Systems Biology-Based Drug Repositioning Identifies Extracellular Matrix Module as a Therapeutic Target in Lung

Bin Yang1, Yuna Shao2, Ziyun Zhou1

  • 1MOE Key Laboratory of Geriatric Diseases and Immunology, Suzhou Key Laboratory of Pathogen Bioscience and Anti-infective Medicine, Department of Bioinformatics and Computational Biology, School of Life Sciences, Suzhou Medical College of Soochow University, Suzhou 215123, China.

PubMed

Insights

We developed a new computational method (SnpDR) to find new cancer drug targets.

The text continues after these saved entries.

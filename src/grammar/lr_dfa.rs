use std::collections::{BTreeMap, BTreeSet, VecDeque};

use log::debug;
use serde::Serialize;

use super::grammar::{END_MARK_IDX, EPSILON_IDX};
use crate::error::GrammarError;
use crate::Grammar;

/// Ordinal of the augmented production `S' -> S`.
pub const AUGMENTED: usize = 0;

#[derive(Debug, Clone, Copy, PartialEq, Eq, Hash, PartialOrd, Ord, Serialize)]
pub struct DotProduction {
    pub ordinal: usize,
    pub position: usize,
}

fn skip_epsilon(right: &[usize], mut position: usize) -> usize {
    while position < right.len() && right[position] == EPSILON_IDX {
        position += 1;
    }
    position
}

impl DotProduction {
    pub fn new(g: &Grammar, ordinal: usize) -> Self {
        Self {
            ordinal,
            position: skip_epsilon(g.item_right(ordinal), 0),
        }
    }

    pub fn generate_next(&self, g: &Grammar) -> Self {
        Self {
            ordinal: self.ordinal,
            position: skip_epsilon(g.item_right(self.ordinal), self.position + 1),
        }
    }

    pub fn next_symbol(&self, g: &Grammar) -> Option<usize> {
        g.item_right(self.ordinal).get(self.position).copied()
    }
}

#[derive(Debug, Clone, PartialEq, Eq, Serialize)]
pub struct LRItem {
    pub kernel: BTreeSet<DotProduction>,
    pub extend: BTreeSet<DotProduction>,
    pub edges: BTreeMap<usize, usize>,
}

impl LRItem {
    fn new(kernel: BTreeSet<DotProduction>) -> Self {
        Self {
            kernel,
            extend: BTreeSet::new(),
            edges: BTreeMap::new(),
        }
    }

    fn calculate_extend(&mut self, g: &Grammar) {
        let mut queued: BTreeSet<usize> = BTreeSet::new();
        let mut q: VecDeque<usize> = VecDeque::new();

        for c in &self.kernel {
            if let Some(s) = c.next_symbol(g).filter(|&s| g.is_non_terminal(s)) {
                if queued.insert(s) {
                    q.push_back(s);
                }
            }
        }

        while let Some(nt) = q.pop_front() {
            for (p, _) in g.productions().filter(|(p, _)| p.left == nt) {
                let item = DotProduction::new(g, p.ordinal);
                if !self.kernel.contains(&item) {
                    self.extend.insert(item);
                }
                if let Some(s) = item.next_symbol(g).filter(|&s| g.is_non_terminal(s)) {
                    if queued.insert(s) {
                        q.push_back(s);
                    }
                }
            }
        }
    }

    pub fn items(&self) -> impl Iterator<Item = &DotProduction> {
        self.kernel.iter().chain(self.extend.iter())
    }
}

/// The canonical LR(0) collection.
#[derive(Debug, Clone, Serialize)]
pub struct LRFSM {
    pub states: Vec<LRItem>,
    pub start: usize,
}

#[derive(Debug, Clone, Copy, PartialEq, Eq, PartialOrd, Ord, Serialize)]
pub enum LRParsingTableAction {
    Shift(usize),
    /// Reduce by the production with this ordinal.
    Reduce(usize),
    Accept,
}

#[derive(Debug, Clone, Default, Serialize)]
pub struct SLRParsingTable {
    /// Per state: terminal or `$` -> every applicable action.
    pub action: Vec<BTreeMap<usize, Vec<LRParsingTableAction>>>,
    /// Per state: non-terminal -> state.
    pub goto: Vec<BTreeMap<usize, usize>>,
}

#[derive(Debug, Clone, PartialEq, Eq, Serialize)]
pub struct SLRConflict {
    pub state: usize,
    pub terminal: String,
    pub actions: Vec<LRParsingTableAction>,
}

impl SLRParsingTable {
    pub fn conflicts(&self, g: &Grammar) -> Vec<SLRConflict> {
        let mut conflicts = Vec::new();
        for (state, row) in self.action.iter().enumerate() {
            for (&t, actions) in row {
                if actions.len() > 1 {
                    conflicts.push(SLRConflict {
                        state,
                        terminal: g.get_symbol_name(t).to_string(),
                        actions: actions.clone(),
                    });
                }
            }
        }
        conflicts
    }

    pub fn is_slr1(&self) -> bool {
        self.action
            .iter()
            .all(|row| row.values().all(|actions| actions.len() <= 1))
    }
}

impl LRFSM {
    pub fn to_slr_table(&self, g: &Grammar) -> Result<SLRParsingTable, GrammarError> {
        let mut table = SLRParsingTable::default();

        for state in &self.states {
            let mut action: BTreeMap<usize, Vec<LRParsingTableAction>> = BTreeMap::new();
            let mut goto: BTreeMap<usize, usize> = BTreeMap::new();

            for (&e, &v) in &state.edges {
                if g.is_non_terminal(e) {
                    goto.insert(e, v);
                } else {
                    action
                        .entry(e)
                        .or_default()
                        .push(LRParsingTableAction::Shift(v));
                }
            }

            for item in state.items() {
                if item.next_symbol(g).is_some() {
                    continue;
                }
                match g.item_left(item.ordinal) {
                    None => action
                        .entry(END_MARK_IDX)
                        .or_default()
                        .push(LRParsingTableAction::Accept),
                    Some(left) => {
                        for t in g.follow_of(left)? {
                            let cell = action.entry(t).or_default();
                            let reduce = LRParsingTableAction::Reduce(item.ordinal);
                            if !cell.contains(&reduce) {
                                cell.push(reduce);
                            }
                        }
                    }
                }
            }

            table.action.push(action);
            table.goto.push(goto);
        }

        Ok(table)
    }
}

impl Grammar {
    /// Right side of an item's production; the augmented production is
    /// `S' -> S`.
    pub fn item_right(&self, ordinal: usize) -> &[usize] {
        if ordinal == AUGMENTED {
            return std::slice::from_ref(&self.start_symbol);
        }
        self.production(ordinal)
            .map(|(_, right)| right)
            .unwrap_or(&[])
    }

    /// `None` for the augmented production.
    pub fn item_left(&self, ordinal: usize) -> Option<usize> {
        self.production(ordinal).map(|(p, _)| p.left)
    }

    pub fn to_lr0_fsm(&self) -> LRFSM {
        let mut start_state = LRItem::new(BTreeSet::from([DotProduction::new(self, AUGMENTED)]));
        start_state.calculate_extend(self);
        let mut states = vec![start_state];
        let mut q: VecDeque<usize> = VecDeque::new();
        q.push_back(0);

        while let Some(u) = q.pop_front() {
            let mut edges: BTreeMap<usize, LRItem> = BTreeMap::new();

            for production in states[u].items() {
                if let Some(e) = production.next_symbol(self) {
                    edges
                        .entry(e)
                        .or_insert_with(|| LRItem::new(BTreeSet::new()))
                        .kernel
                        .insert(production.generate_next(self));
                }
            }

            for (e, mut v) in edges {
                let v_idx = match states.iter().position(|s| s.kernel == v.kernel) {
                    Some(i) => i,
                    None => {
                        v.calculate_extend(self);
                        states.push(v);
                        q.push_back(states.len() - 1);
                        states.len() - 1
                    }
                };
                states[u].edges.insert(e, v_idx);
            }
        }

        debug!("LR(0) automaton has {} states", states.len());
        LRFSM { states, start: 0 }
    }
}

This method identified extracellular matrix (ECM) targets and repositioned drugs for lung squamous cell carcinoma (LSCC).

Area of Science:

  • Computational biology
  • Proteomics
  • Cancer research

Background:

  • Cancer subtype proteomic comparisons reveal heterogeneity and therapeutic targets.
  • Drug repositioning requires effective computational frameworks.

Purpose of the Study:

  • To present a novel computational framework, signature-network-perturbation-based drug repositioning (SnpDR).
  • To identify subtype-specific vulnerabilities and potential therapeutic targets in lung squamous cell carcinoma (LSCC).

Main Methods:

  • Integrated proteomic and pharmacogenomic data using differential modular analysis.
  • Constructed drug response networks and performed multiscale perturbation response scanning.
  • Applied SnpDR to compare lung adenocarcinoma and LSCC proteomic landscapes.

Main Results:

  • Identified the extracellular matrix (ECM) module as a central hub in LSCC.
  • Discovered LAMA1 as a novel drug target.
  • Validated Fingolimod and Piperlongumine as effective repositioned drugs inhibiting LSCC growth, proliferation, and migration.

Conclusions:

  • SnpDR is a powerful framework for identifying subtype-specific therapeutic vulnerabilities.
  • ECM-targeted interventions show promise for LSCC treatment.
  • Systems biology approaches accelerate precision oncology discovery.